Jack se acercó a Hipo, sintiendo el latido acelerado de su corazón.

—No permitas que las etiquetas y las apariencias te impidan ser feliz —dijo, con un tono suave pero firme,  apoyando su mano en la del príncipe.

Hipo sintió un escalofrío recorrer su cuerpo, una corriente de electricidad que lo atravesó de pies a cabeza. La mirada de Jack, intensa e inquisitiva, le decía que él también sentía algo más que amistad.  La barrera invisible que había construido para protegerse se estaba desmoronando, y  a pesar del miedo, se sintió atraído hacia un futuro que antes no había imaginado.
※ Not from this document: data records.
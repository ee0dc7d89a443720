// Layerz CLI
// Standalone binary: pipe mode for interception chains, or grab an evdev
// device directly and mirror it through uinput.

use std::io;
use std::path::PathBuf;
use std::sync::atomic::{AtomicBool, Ordering};
use std::sync::Arc;

use clap::Parser;
use simplelog::{ColorChoice, Config, LevelFilter, TermLogger, TerminalMode};

use layerz_core::event::{REL_WHEEL, REL_X};
use layerz_core::layout::{ansi, ctrl, hook, k, lh, lt, mouse, Layer, Layout, XX, __};
use layerz_core::provider::{DeviceProvider, EventProvider, StdioProvider};
use layerz_core::Keyboard;

/// User-space keyboard remapper for Linux
#[derive(Parser, Debug)]
#[command(name = "layerz")]
#[command(version)]
#[command(about = "User-space keyboard remapper for Linux", long_about = None)]
struct Args {
    /// Evdev device to grab exclusively. Without it, layerz reads raw
    /// input_event records from stdin and writes them to stdout.
    device: Option<PathBuf>,
}

/// Log level from the LAYERZ_LOG environment variable. Logging always
/// goes to stderr; stdout is the event stream in pipe mode.
fn log_level() -> LevelFilter {
    match std::env::var("LAYERZ_LOG").as_deref() {
        Ok("trace") => LevelFilter::Trace,
        Ok("debug") => LevelFilter::Debug,
        Ok("warn") => LevelFilter::Warn,
        Ok("error") => LevelFilter::Error,
        Ok("off") => LevelFilter::Off,
        _ => LevelFilter::Info,
    }
}

/// Example hook: report that the cell fired. The same mechanism runs any
/// side effect a layout wants, e.g. spawning a device-reset helper.
fn diagnostics_hook() -> io::Result<()> {
    log::info!("diagnostics hook fired");
    Ok(())
}

/// The compiled-in layout.
///
/// Layer 0 is the plain board with CAPSLOCK doubling as ESC on tap and
/// the navigation layer on hold; SCROLLLOCK locks that layer in place.
/// Layer 1 puts F-keys on the number row, vim arrows on the home row,
/// pointer motion on WASD and clipboard chords on XCV.
fn layout() -> Layout {
    let mut base = Layer::passthrough();
    base.map("CAPSLOCK", lh("ESC", 1));
    base.map("SCROLLLOCK", lt(1));

    let mut nav = ansi(
        [
            __,
            k("F1"),
            k("F2"),
            k("F3"),
            k("F4"),
            k("F5"),
            k("F6"),
            k("F7"),
            k("F8"),
            k("F9"),
            k("F10"),
            k("F11"),
            k("F12"),
        ],
        [
            __,
            XX,
            mouse(REL_X, 0, -8),
            XX,
            mouse(REL_WHEEL, 1, 0),
            XX,
            XX,
            k("HOME"),
            k("END"),
            k("PAGEUP"),
            k("PAGEDOWN"),
            XX,
            XX,
            __,
        ],
        [
            __,
            mouse(REL_X, -8, 0),
            mouse(REL_X, 0, 8),
            mouse(REL_X, 8, 0),
            mouse(REL_WHEEL, -1, 0),
            XX,
            k("LEFT"),
            k("DOWN"),
            k("UP"),
            k("RIGHT"),
            XX,
            XX,
            __,
        ],
        [
            __,
            XX,
            ctrl("X"),
            ctrl("C"),
            ctrl("V"),
            XX,
            XX,
            XX,
            XX,
            XX,
            XX,
            __,
        ],
    );
    nav.map("PAUSE", hook(diagnostics_hook));

    Layout::new(vec![base, nav]).expect("compiled-in layout is invalid")
}

fn install_signal_flags() -> io::Result<Arc<AtomicBool>> {
    let interrupted = Arc::new(AtomicBool::new(false));
    for signal in [signal_hook::consts::SIGINT, signal_hook::consts::SIGTERM] {
        signal_hook::flag::register(signal, interrupted.clone())?;
    }
    Ok(interrupted)
}

fn run<P: EventProvider>(provider: P, interrupted: &AtomicBool) -> Result<(), Box<dyn std::error::Error>> {
    let mut keyboard = Keyboard::new(layout(), provider);
    keyboard.init()?;
    keyboard.run()?;

    if interrupted.load(Ordering::SeqCst) {
        log::info!("interrupted, shutting down");
    } else {
        log::info!("end of stream, exiting");
    }
    Ok(())
}

fn main() {
    let _ = TermLogger::init(
        log_level(),
        Config::default(),
        TerminalMode::Stderr,
        ColorChoice::Auto,
    );

    let args = Args::parse();

    // A signal makes the blocking poll return EINTR, which the providers
    // surface as end-of-stream; teardown then ungrabs the device.
    let interrupted = match install_signal_flags() {
        Ok(flag) => flag,
        Err(err) => {
            log::error!("cannot install signal handlers: {}", err);
            std::process::exit(1);
        }
    };

    let result = match &args.device {
        Some(path) => match DeviceProvider::open(path) {
            Ok(provider) => run(provider, &interrupted),
            Err(err) => {
                log::error!("{}", err);
                std::process::exit(1);
            }
        },
        None => run(StdioProvider::new(), &interrupted),
    };

    if let Err(err) = result {
        log::error!("{}", err);
        std::process::exit(1);
    }
}
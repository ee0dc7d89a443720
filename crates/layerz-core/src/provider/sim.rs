// Layerz Scripted Provider
// Replays a prepared event sequence under a virtual clock; used by tests.

use std::collections::VecDeque;

use super::{EventProvider, ProviderResult};
use crate::Event;

/// In-memory provider driven by a prepared sequence of timestamped events.
///
/// The virtual clock starts at zero and advances to each event's timestamp
/// as it is handed out. With a non-zero timeout, `read_event` returns
/// `None` once the next event's timestamp lies beyond `now + timeout`,
/// advancing the clock by the full timeout, which mirrors a poll that
/// came back empty.
#[derive(Debug, Default)]
pub struct SimProvider {
    queue: VecDeque<Event>,
    written: Vec<Event>,
    now_us: u64,
}

impl SimProvider {
    pub fn new(events: impl IntoIterator<Item = Event>) -> Self {
        Self {
            queue: events.into_iter().collect(),
            written: Vec::new(),
            now_us: 0,
        }
    }

    /// Append one more scripted event.
    pub fn push(&mut self, event: Event) {
        self.queue.push_back(event);
    }

    /// Everything the engine has emitted so far, in emission order.
    pub fn written(&self) -> &[Event] {
        &self.written
    }

    /// Current virtual time in microseconds.
    pub fn now_us(&self) -> u64 {
        self.now_us
    }
}

impl EventProvider for SimProvider {
    fn read_event(&mut self, timeout_ms: u32) -> ProviderResult<Option<Event>> {
        let Some(next) = self.queue.front() else {
            return Ok(None);
        };
        let due = next.timestamp_us();

        if timeout_ms > 0 {
            let deadline = self.now_us + timeout_ms as u64 * 1_000;
            if due > deadline {
                self.now_us = deadline;
                return Ok(None);
            }
        }

        self.now_us = self.now_us.max(due);
        Ok(self.queue.pop_front())
    }

    fn write_event(&mut self, event: Event) -> ProviderResult<()> {
        self.written.push(event);
        Ok(())
    }
}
Las palabras de Jack, llenas de valentía y sabiduría, le llenaron el alma de esperanza.  A pesar de que el camino que se abría ante ellos no estaba exento de obstáculos, Hipo sabía que tenía que seguirlo, que tenía que seguir adelante.

Y en el fondo,  en lo más profundo de su corazón, se permitía soñar con un futuro donde la amistad se transformara en algo más, donde la barrera que los separaba se convirtiera en un puente que los uniera para siempre.